//! Recent delivery failures of one outbound channel, kept for liveness only.

use std::collections::VecDeque;
use std::sync::{Mutex, PoisonError};

/// Failures kept per channel.
pub const FAILURE_CAPACITY: usize = 10;

/// Bounded FIFO of failure messages; the oldest entry is evicted on overflow.
///
/// Written from send completions and read by health queries, both under the
/// same lock. The lock is never held across an await.
#[derive(Debug, Default)]
pub struct FailureBuffer {
    entries: Mutex<VecDeque<String>>,
}

impl FailureBuffer {
    pub fn new() -> Self {
        Self::default()
    }

    pub fn record(&self, failure: impl Into<String>) {
        let mut entries = self.entries.lock().unwrap_or_else(PoisonError::into_inner);
        if entries.len() == FAILURE_CAPACITY {
            entries.pop_front();
        }
        entries.push_back(failure.into());
    }

    /// Copy of the current failures, oldest first.
    pub fn snapshot(&self) -> Vec<String> {
        let entries = self.entries.lock().unwrap_or_else(PoisonError::into_inner);
        entries.iter().cloned().collect()
    }

    pub fn is_empty(&self) -> bool {
        self.entries
            .lock()
            .unwrap_or_else(PoisonError::into_inner)
            .is_empty()
    }
}

#[cfg(test)]
mod tests {
    use super::*;

    #[test]
    fn keeps_the_ten_most_recent_failures() {
        let buffer = FailureBuffer::new();
        for i in 1..=12 {
            buffer.record(format!("failure {i}"));
        }
        let kept = buffer.snapshot();
        assert_eq!(kept.len(), FAILURE_CAPACITY);
        assert_eq!(kept.first().map(String::as_str), Some("failure 3"));
        assert_eq!(kept.last().map(String::as_str), Some("failure 12"));
    }

    #[test]
    fn starts_empty() {
        assert!(FailureBuffer::new().is_empty());
    }
}
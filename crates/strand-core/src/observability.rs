//! Status views for diagnostics.

use serde::{Deserialize, Serialize};

use crate::outbound::sink::OutboundSink;
use crate::weave::mediator::{Mediator, MediatorState};
use crate::weave::weaver::WeavingReport;

/// Mediators per state, plus outbound channel counts.
#[derive(Debug, Clone, Default, PartialEq, Eq, Serialize, Deserialize)]
pub struct GraphStatus {
    pub created: usize,
    pub invoker_bound: usize,
    pub owner_bound: usize,
    pub connected: usize,
    pub running: usize,
    pub failed: usize,
    pub unresolved: usize,
    pub merged_channels: usize,
    pub outgoing_channels: usize,
    /// Outbound channels with at least one recent failure.
    pub failing_channels: usize,
}

impl GraphStatus {
    pub fn collect(report: &WeavingReport, mediators: &[Mediator], sinks: &[OutboundSink]) -> Self {
        let mut status = GraphStatus {
            unresolved: report.unresolved().len(),
            merged_channels: report.merged.len(),
            outgoing_channels: sinks.len(),
            failing_channels: sinks.iter().filter(|s| !s.failures().is_empty()).count(),
            ..GraphStatus::default()
        };
        for mediator in mediators {
            match mediator.state() {
                MediatorState::Created => status.created += 1,
                MediatorState::InvokerBound => status.invoker_bound += 1,
                MediatorState::OwnerBound => status.owner_bound += 1,
                MediatorState::Connected => status.connected += 1,
                MediatorState::Running => status.running += 1,
                MediatorState::Failed => status.failed += 1,
            }
        }
        status
    }

    pub fn mediators(&self) -> usize {
        self.created + self.invoker_bound + self.owner_bound + self.connected + self.running + self.failed
    }
}
//! # core-genes
//!
//! A library for extracting core gene alignments from a set of bacterial genomes.
//!
//! A core gene is a gene cluster with exactly one member in every genome of a
//! study set. Starting from NCBI assemblies annotated by Prokka and clustered
//! by Roary, this crate stores every gene in SQLite, codon-aligns each
//! cluster and keeps the core clusters. Members of a core cluster whose
//! alignments carry different gap patterns are split into separate
//! sub-clusters, so every emitted block can be used without re-alignment.
//!
//! ## Example
//!
//! ```rust
//! use core_genes::parsing::alignment::AlignmentCorpus;
//! use core_genes::splitting::pipeline::CoreGeneExtractor;
//! use indicatif::ProgressBar;
//!
//! let csv = "c2,a,nucl,AC-\nc2,b,nucl,AC-\nc2,c,nucl,A-C\n";
//! let corpus = AlignmentCorpus::from_reader(csv.as_bytes()).unwrap();
//!
//! let mut out = Vec::new();
//! let summary = CoreGeneExtractor::new(3)
//!     .run(&corpus, &mut out, &ProgressBar::hidden())
//!     .unwrap();
//!
//! assert_eq!(summary.sub_clusters, 2);
//! assert!(String::from_utf8(out).unwrap().starts_with(">c2_0|a\nAC\n"));
//! ```
//!
//! ## Modules
//!
//! - [`core`]: Accessions, sequence records, clusters and gap profiles
//! - [`parsing`]: Readers for accession lists, assembly summaries, FASTA, Roary clusters and alignment corpora
//! - [`fetch`]: Genome downloads from NCBI
//! - [`store`]: SQLite sequence store and its loader
//! - [`align`]: Codon alignment of stored clusters through an external aligner
//! - [`splitting`]: Core cluster selection and indel-profile splitting
//! - [`output`]: Writers for the alignment corpus and core gene groups
//! - [`cli`]: Command-line interface implementation

pub mod align;
pub mod cli;
pub mod core;
pub mod fetch;
pub mod output;
pub mod parsing;
pub mod splitting;
pub mod store;
pub mod utils;

// Re-export commonly used types for convenience
pub use core::types::*;
pub use parsing::accession::AccessionSet;
pub use parsing::alignment::AlignmentCorpus;
pub use splitting::pipeline::{CoreGeneExtractor, ExtractSummary};
pub use store::SequenceStore;
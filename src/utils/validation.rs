//! Centralized validation of command-line inputs.

use std::path::{Path, PathBuf};

/// Maximum length of a single path component built from input data
pub const MAX_FILENAME_LENGTH: usize = 255;

/// Configuration errors: required inputs that are missing or unusable
#[derive(Debug, thiserror::Error)]
pub enum ValidationError {
    #[error("Input file not found: {}", .0.display())]
    MissingFile(PathBuf),
    #[error("Input path is not a regular file: {}", .0.display())]
    NotAFile(PathBuf),
    #[error("Input directory not found: {}", .0.display())]
    MissingDirectory(PathBuf),
    #[error("Cannot create directory {}: {source}", path.display())]
    CreateDirectory {
        path: PathBuf,
        source: std::io::Error,
    },
    #[error("Empty name where a file name was expected")]
    EmptyName,
    #[error("Name too long to use as a file name: exceeds {MAX_FILENAME_LENGTH} characters")]
    NameTooLong,
    #[error("Name '{0}' cannot be used as a file name: contains path separators or control characters")]
    InvalidName(String),
}

/// Ensure a required input file exists and is a regular file.
///
/// # Errors
///
/// Returns `ValidationError::MissingFile` if nothing exists at `path`, or
/// `ValidationError::NotAFile` if it is a directory or other special file.
pub fn require_file(path: &Path) -> Result<(), ValidationError> {
    let metadata =
        std::fs::metadata(path).map_err(|_| ValidationError::MissingFile(path.to_path_buf()))?;
    if !metadata.is_file() {
        return Err(ValidationError::NotAFile(path.to_path_buf()));
    }
    Ok(())
}

/// Ensure a required input directory exists.
///
/// # Errors
///
/// Returns `ValidationError::MissingDirectory` if `path` is not a directory.
pub fn require_dir(path: &Path) -> Result<(), ValidationError> {
    if path.is_dir() {
        Ok(())
    } else {
        Err(ValidationError::MissingDirectory(path.to_path_buf()))
    }
}

/// Create `path` and its parents if they do not exist yet.
///
/// # Errors
///
/// Returns `ValidationError::CreateDirectory` if the directory cannot be created.
pub fn ensure_dir(path: &Path) -> Result<(), ValidationError> {
    std::fs::create_dir_all(path).map_err(|source| ValidationError::CreateDirectory {
        path: path.to_path_buf(),
        source,
    })
}

/// Validate that an identifier read from input data (an accession, a cluster name)
/// is safe to use as a single path component.
///
/// # Errors
///
/// Returns `ValidationError::EmptyName` if the name is blank,
/// `ValidationError::NameTooLong` if it exceeds the limit, or
/// `ValidationError::InvalidName` if it could escape its parent directory.
pub fn validate_path_component(name: &str) -> Result<&str, ValidationError> {
    if name.trim().is_empty() {
        return Err(ValidationError::EmptyName);
    }

    if name.len() > MAX_FILENAME_LENGTH {
        return Err(ValidationError::NameTooLong);
    }

    if name == "."
        || name.contains("..")
        || name.contains('/')
        || name.contains('\\')
        || name.chars().any(char::is_control)
    {
        return Err(ValidationError::InvalidName(name.to_string()));
    }

    Ok(name)
}
//! Loading annotated genomes and Roary clusters into the store.
//!
//! Annotations are expected in Prokka's layout:
//!
//! ```text
//! <annotation_dir>/<accession>/<accession>.faa   protein sequences
//! <annotation_dir>/<accession>/<accession>.ffn   nucleotide sequences
//! ```

use std::collections::HashSet;
use std::path::{Path, PathBuf};

use indicatif::ProgressBar;
use serde::Serialize;
use tracing::{debug, info};

use crate::core::types::{GenomeAccession, SequenceRecord, SequenceType};
use crate::parsing::accession::AccessionSet;
use crate::parsing::fasta::read_fasta_file;
use crate::parsing::roary::{parse_clusters_file, CLUSTERED_PROTEINS};
use crate::store::{SequenceStore, StoreError};
use crate::utils::validation::validate_path_component;

/// Counts reported after a load
#[derive(Debug, Clone, Default, PartialEq, Eq, Serialize)]
pub struct LoadSummary {
    pub genomes: usize,
    pub sequences: usize,
    /// Rows in the `cluster` table, one per cluster member
    pub cluster_rows: usize,
    /// Distinct cluster names
    pub clusters: usize,
}

/// Path of an annotation file for one genome
pub fn annotation_path(
    annotation_dir: &Path,
    accession: &GenomeAccession,
    extension: &str,
) -> Result<PathBuf, StoreError> {
    let name = validate_path_component(accession.as_str())?;
    Ok(annotation_dir
        .join(name)
        .join(format!("{name}.{extension}")))
}

/// Read the protein and nucleotide genes of one genome
pub fn read_genome_sequences(
    annotation_dir: &Path,
    accession: &GenomeAccession,
) -> Result<Vec<SequenceRecord>, StoreError> {
    let mut records = Vec::new();

    for (extension, seqtype) in [("faa", SequenceType::Protein), ("ffn", SequenceType::Nucleotide)] {
        let path = annotation_path(annotation_dir, accession, extension)?;
        let entries = read_fasta_file(&path)?;
        debug!(
            "{}: {} {} sequences from {}",
            accession,
            entries.len(),
            seqtype,
            path.display()
        );
        records.extend(entries.into_iter().map(|entry| {
            SequenceRecord::new(accession.clone(), entry.id, seqtype.clone(), entry.sequence)
        }));
    }

    Ok(records)
}

/// Fills a [`SequenceStore`] from annotation and cluster files
pub struct SequenceLoader<'a> {
    store: &'a SequenceStore,
}

impl<'a> SequenceLoader<'a> {
    pub fn new(store: &'a SequenceStore) -> Self {
        Self { store }
    }

    /// Recreate the `sequence` table and load every genome, one transaction per genome.
    ///
    /// Returns the number of sequences loaded.
    pub fn load_genomes(
        &self,
        accessions: &AccessionSet,
        annotation_dir: &Path,
        progress: &ProgressBar,
    ) -> Result<usize, StoreError> {
        self.store.create_sequence_table()?;
        progress.set_length(accessions.count() as u64);

        let mut loaded = 0;
        for accession in accessions.iter() {
            let records = read_genome_sequences(annotation_dir, accession)?;
            self.store.insert_sequences(&records)?;
            loaded += records.len();
            progress.inc(1);
        }

        info!(
            "Loaded {} sequences from {} genomes",
            loaded,
            accessions.count()
        );
        Ok(loaded)
    }

    /// Recreate the `cluster` table from `<roary_dir>/clustered_proteins`.
    ///
    /// Returns (membership rows, distinct clusters).
    pub fn load_clusters(&self, roary_dir: &Path) -> Result<(usize, usize), StoreError> {
        self.store.create_cluster_table()?;

        let assignments = parse_clusters_file(&roary_dir.join(CLUSTERED_PROTEINS))?;
        self.store.insert_clusters(&assignments)?;

        let clusters: HashSet<&str> = assignments.iter().map(|a| a.cluster.as_str()).collect();
        info!(
            "Loaded {} cluster memberships in {} clusters",
            assignments.len(),
            clusters.len()
        );
        Ok((assignments.len(), clusters.len()))
    }

    /// Run a full load: genomes, clusters, then indices
    pub fn load_all(
        &self,
        accessions: &AccessionSet,
        annotation_dir: &Path,
        roary_dir: &Path,
        progress: &ProgressBar,
    ) -> Result<LoadSummary, StoreError> {
        self.load_genomes(accessions, annotation_dir, progress)?;
        let (cluster_rows, clusters) = self.load_clusters(roary_dir)?;
        self.store.create_indices()?;
        debug!(
            "Indices on sequence table: {}",
            self.store.sequence_indices()?.join(", ")
        );

        Ok(LoadSummary {
            genomes: accessions.count(),
            sequences: self.store.sequence_count()?,
            cluster_rows,
            clusters,
        })
    }
}
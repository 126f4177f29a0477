use std::path::PathBuf;

use clap::Args;

use crate::cli::{progress_bar, OutputFormat};
use crate::parsing::accession::AccessionSet;
use crate::parsing::roary::CLUSTERED_PROTEINS;
use crate::store::loader::{LoadSummary, SequenceLoader};
use crate::store::SequenceStore;
use crate::utils::validation::{require_dir, require_file};

#[derive(Args)]
pub struct LoadArgs {
    /// Accessions to load, one per line
    pub accessions: PathBuf,

    /// Prokka output: one `<accession>/<accession>.{faa,ffn}` pair per genome
    pub annotation_dir: PathBuf,

    /// Roary output directory containing `clustered_proteins`
    pub roary_dir: PathBuf,

    /// SQLite database to create; existing tables are replaced
    pub database: PathBuf,
}

/// Execute load subcommand
///
/// # Errors
///
/// Returns an error if an input is missing or malformed, or the database
/// cannot be written.
#[allow(clippy::needless_pass_by_value)] // CLI entry point, values from clap
pub fn run(args: LoadArgs, format: OutputFormat, verbose: bool) -> anyhow::Result<()> {
    require_file(&args.accessions)?;
    require_dir(&args.annotation_dir)?;
    require_file(&args.roary_dir.join(CLUSTERED_PROTEINS))?;

    let accessions = AccessionSet::load(&args.accessions)?;
    if verbose {
        eprintln!("Loading {} genomes into {}", accessions.count(), args.database.display());
    }

    let store = SequenceStore::open(&args.database)?;

    let progress = progress_bar("genomes loaded")?;
    let summary = SequenceLoader::new(&store).load_all(
        &accessions,
        &args.annotation_dir,
        &args.roary_dir,
        &progress,
    )?;
    progress.finish_and_clear();

    match format {
        OutputFormat::Text => print_text_summary(&summary, &args.database),
        OutputFormat::Json => println!("{}", serde_json::to_string_pretty(&summary)?),
        OutputFormat::Tsv => {
            println!("genomes\tsequences\tcluster_rows\tclusters");
            println!(
                "{}\t{}\t{}\t{}",
                summary.genomes, summary.sequences, summary.cluster_rows, summary.clusters
            );
        }
    }

    Ok(())
}

fn print_text_summary(summary: &LoadSummary, database: &std::path::Path) {
    println!(
        "Loaded {} sequences from {} genomes and {} clusters into {}",
        summary.sequences,
        summary.genomes,
        summary.clusters,
        database.display()
    );
}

• TASK DETAILS: Using the data above, return each line that includes the word "first".

• SOLVED EXERCISE:
    /// Copy of the current failures, oldest first.
        assert_eq!(kept.first().map(String::as_str), Some("failure 3"));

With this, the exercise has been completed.